Ours isn’t the only study to highlight this belief either. One independent report we found was made by a disgruntled guest who tallied and categorised over 1,000 complaints made globally against sharing economy rentals. It found that in 20.5% of cases the host cancelled the stay; 13.4% cited unsafe conditions including bug infestations, unsafe / broken amenities, hostile or intimidating hosts and hidden cameras in the bedroom; and 12.2% said it was ‘Not as Described’ including photos not matching reality, location not correct, missing amenities, and the room not being clean.
These complaints of course make up less than 1% of global stays, something reinforced by Airbnb who say there are 2 million stays per night which pass “without incident”, but these are just the tip of the iceberg. No guest should have to put up with these types of conditions, regardless of where they choose to stay and many of the same complaints, particularly those around amenities and cleanliness are often levelled at poor hotel operators too.

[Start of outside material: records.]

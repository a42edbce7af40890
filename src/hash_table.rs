//! HashSymTable: bucketed store with separate chaining.
//!
//! Each bucket holds the head of a chain in the shared binding arena. A key
//! lives in bucket `hash_key(key) % bucket_count`; new bindings become the
//! head of their chain, so within a bucket enumeration is
//! most-recently-inserted first. Every binding caches its full hash, which
//! makes chain scans reject mismatches without a string compare and lets
//! growth relink bindings without rehashing their keys.

use crate::chain::{copy_key, Binding, ChainArena, Iter, Link};
use crate::config::{GrowthPolicy, TableConfig};
use crate::error::{AllocError, InsertError};
use crate::hash::{hash_key, reduce, BUCKET_COUNTS};
use crate::SymbolTable;
use log::{debug, trace, warn};
use std::collections::TryReserveError;
use std::fmt;

pub struct HashSymTable<V> {
    buckets: Vec<Link>,
    bindings: ChainArena<V>,
    tier: usize,
    growth: GrowthPolicy,
}

fn alloc_buckets(n: usize) -> Result<Vec<Link>, TryReserveError> {
    let mut buckets = Vec::new();
    buckets.try_reserve_exact(n)?;
    buckets.resize(n, None);
    Ok(buckets)
}

fn matches<V>(hash: u64, key: &str) -> impl Fn(&Binding<V>) -> bool + '_ {
    move |b| b.hash == hash && b.key == key
}

impl<V> HashSymTable<V> {
    /// Empty table with the smallest bucket count and no growth.
    pub fn new() -> Self {
        Self::with_config(TableConfig::default())
    }

    pub fn with_config(config: TableConfig) -> Self {
        let tier = config.initial_tier.min(BUCKET_COUNTS.len() - 1);
        debug!("creating symbol table with {} buckets", BUCKET_COUNTS[tier]);
        Self {
            buckets: vec![None; BUCKET_COUNTS[tier]],
            bindings: ChainArena::new(),
            tier,
            growth: config.growth,
        }
    }

    /// Like [`with_config`](Self::with_config) but reports failure to
    /// allocate the bucket array instead of aborting.
    pub fn try_with_config(config: TableConfig) -> Result<Self, AllocError> {
        let tier = config.initial_tier.min(BUCKET_COUNTS.len() - 1);
        let buckets = alloc_buckets(BUCKET_COUNTS[tier]).map_err(|e| {
            warn!("cannot allocate {} buckets: {}", BUCKET_COUNTS[tier], e);
            AllocError::from(e)
        })?;
        debug!("creating symbol table with {} buckets", buckets.len());
        Ok(Self {
            buckets,
            bindings: ChainArena::new(),
            tier,
            growth: config.growth,
        })
    }

    pub fn bucket_count(&self) -> usize {
        self.buckets.len()
    }

    /// Ratio of stored bindings to buckets.
    pub fn load_factor(&self) -> f64 {
        self.bindings.len() as f64 / self.buckets.len() as f64
    }

    /// Number of bindings in each bucket, in bucket order.
    pub fn chain_lengths(&self) -> Vec<usize> {
        self.buckets
            .iter()
            .map(|&head| self.bindings.chain_len(head))
            .collect()
    }

    pub fn longest_chain(&self) -> usize {
        self.chain_lengths().into_iter().max().unwrap_or(0)
    }

    #[inline]
    fn slot(&self, hash: u64) -> usize {
        reduce(hash, self.buckets.len())
    }

    fn lookup(&self, key: &str) -> Link {
        let hash = hash_key(key);
        self.bindings
            .find(self.buckets[self.slot(hash)], matches(hash, key))
    }

    fn maybe_grow(&mut self) {
        let GrowthPolicy::LoadFactor(max) = self.growth else {
            return;
        };
        if self.load_factor() <= max {
            return;
        }
        let Some(&next) = BUCKET_COUNTS.get(self.tier + 1) else {
            return;
        };
        let mut buckets = match alloc_buckets(next) {
            Ok(b) => b,
            Err(e) => {
                warn!("keeping {} buckets, cannot grow to {}: {}", self.buckets.len(), next, e);
                return;
            }
        };
        debug!(
            "growing symbol table from {} to {} buckets ({} bindings)",
            self.buckets.len(),
            next,
            self.bindings.len()
        );
        for head in std::mem::take(&mut self.buckets) {
            // Reverse so each old chain keeps its relative order.
            for k in self.bindings.chain_keys(head).into_iter().rev() {
                let idx = reduce(self.bindings.get(k).hash, next);
                self.bindings.relink_front(&mut buckets[idx], k);
            }
        }
        self.buckets = buckets;
        self.tier += 1;
    }
}

impl<V> SymbolTable<V> for HashSymTable<V> {
    fn try_new() -> Result<Self, AllocError> {
        Self::try_with_config(TableConfig::default())
    }

    fn len(&self) -> usize {
        self.bindings.len()
    }

    fn put(&mut self, key: &str, value: V) -> Result<(), InsertError> {
        let hash = hash_key(key);
        let idx = self.slot(hash);
        if self
            .bindings
            .find(self.buckets[idx], matches(hash, key))
            .is_some()
        {
            trace!("put {:?}: already bound", key);
            return Err(InsertError::DuplicateKey);
        }
        let owned = copy_key(key).map_err(|e| {
            warn!("put {:?}: cannot copy key: {}", key, e);
            InsertError::from(e)
        })?;
        self.bindings
            .push_front(&mut self.buckets[idx], owned, hash, value);
        trace!("put {:?} into bucket {}", key, idx);
        self.maybe_grow();
        Ok(())
    }

    fn replace(&mut self, key: &str, value: V) -> Option<V> {
        let k = self.lookup(key)?;
        Some(std::mem::replace(&mut self.bindings.get_mut(k).value, value))
    }

    fn contains(&self, key: &str) -> bool {
        self.lookup(key).is_some()
    }

    fn get(&self, key: &str) -> Option<&V> {
        let k = self.lookup(key)?;
        Some(&self.bindings.get(k).value)
    }

    fn get_mut(&mut self, key: &str) -> Option<&mut V> {
        let k = self.lookup(key)?;
        Some(&mut self.bindings.get_mut(k).value)
    }

    fn remove(&mut self, key: &str) -> Option<V> {
        let hash = hash_key(key);
        let idx = self.slot(hash);
        let removed = self
            .bindings
            .unlink(&mut self.buckets[idx], matches(hash, key))?;
        trace!("removed {:?} from bucket {}", key, idx);
        Some(removed.value)
    }

    fn map<C, F>(&mut self, mut apply: F, extra: &mut C)
    where
        C: ?Sized,
        F: FnMut(&str, &mut V, &mut C),
    {
        for &head in &self.buckets {
            self.bindings.visit_mut(head, |k, v| apply(k, v, extra));
        }
    }

    fn iter(&self) -> Iter<'_, V> {
        Iter::new(&self.bindings, &self.buckets)
    }
}

impl<V> Default for HashSymTable<V> {
    fn default() -> Self {
        Self::new()
    }
}

impl<V: fmt::Debug> fmt::Debug for HashSymTable<V> {
    fn fmt(&self, f: &mut fmt::Formatter<'_>) -> fmt::Result {
        f.debug_map().entries(self.iter()).finish()
    }
}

Similarly, a recent survey by Proctor & Gamble highlighted the value of standards with 72% of guests citing that they would leave a negative review if their room was unclean, regardless of the other luxuries they receive.
For many, this is enough to argue that it is consumers that hold businesses to account and that therefore regulation is not required, but last time I checked schools weren’t teaching Health & Safety, Fire Safety or Food Hygiene to its pupils, so therefore how is the guest supposed to know what to look for, and how are they supposed to ‘independently review’ their findings – unless of course the worst happens and someone is injured or killed as a result of non-compliance.
What we are therefore advocating is an approach to professionalise the sector, in the same way, in every location and for every accommodation provider. This isn’t about who is a better or worse provider (although that can be calculated through the star grading) but about the minimum standards of safety that consumers can and do expect. What’s more, it’s time that this rolled out equally across all providers, regardless of their business model.
If you accept money from a stranger to stay in your property, then you bear the responsibility for making sure they do so safely. In the sharing economy for example, 30% of properties available are run by professional operators, but the rest are people who are renting spare rooms to boost their income.
There is no malice in my statement and I don’t think this is a bad thing inherently, but I do think that those boosting their income are often focusing on the monetary outcome in the short term, and so don’t properly account for consumer safety because they just don’t realise they need to.
To me, there are plenty of aspects, backed by British law, that are necessary and there should be no loopholes available to omit them. Everything from Health & Safety to PCI compliance, Food Hygiene to Fire Safety should all be independently verified.
One final point; I think now is the time for hotels to step up and lead the sector rather than lagging behind. Airbnb’s commitments are likely to create a domino effect with other operators and it would be nice if hotels were at the forefront of implementing change and not the follower to a market disruptor.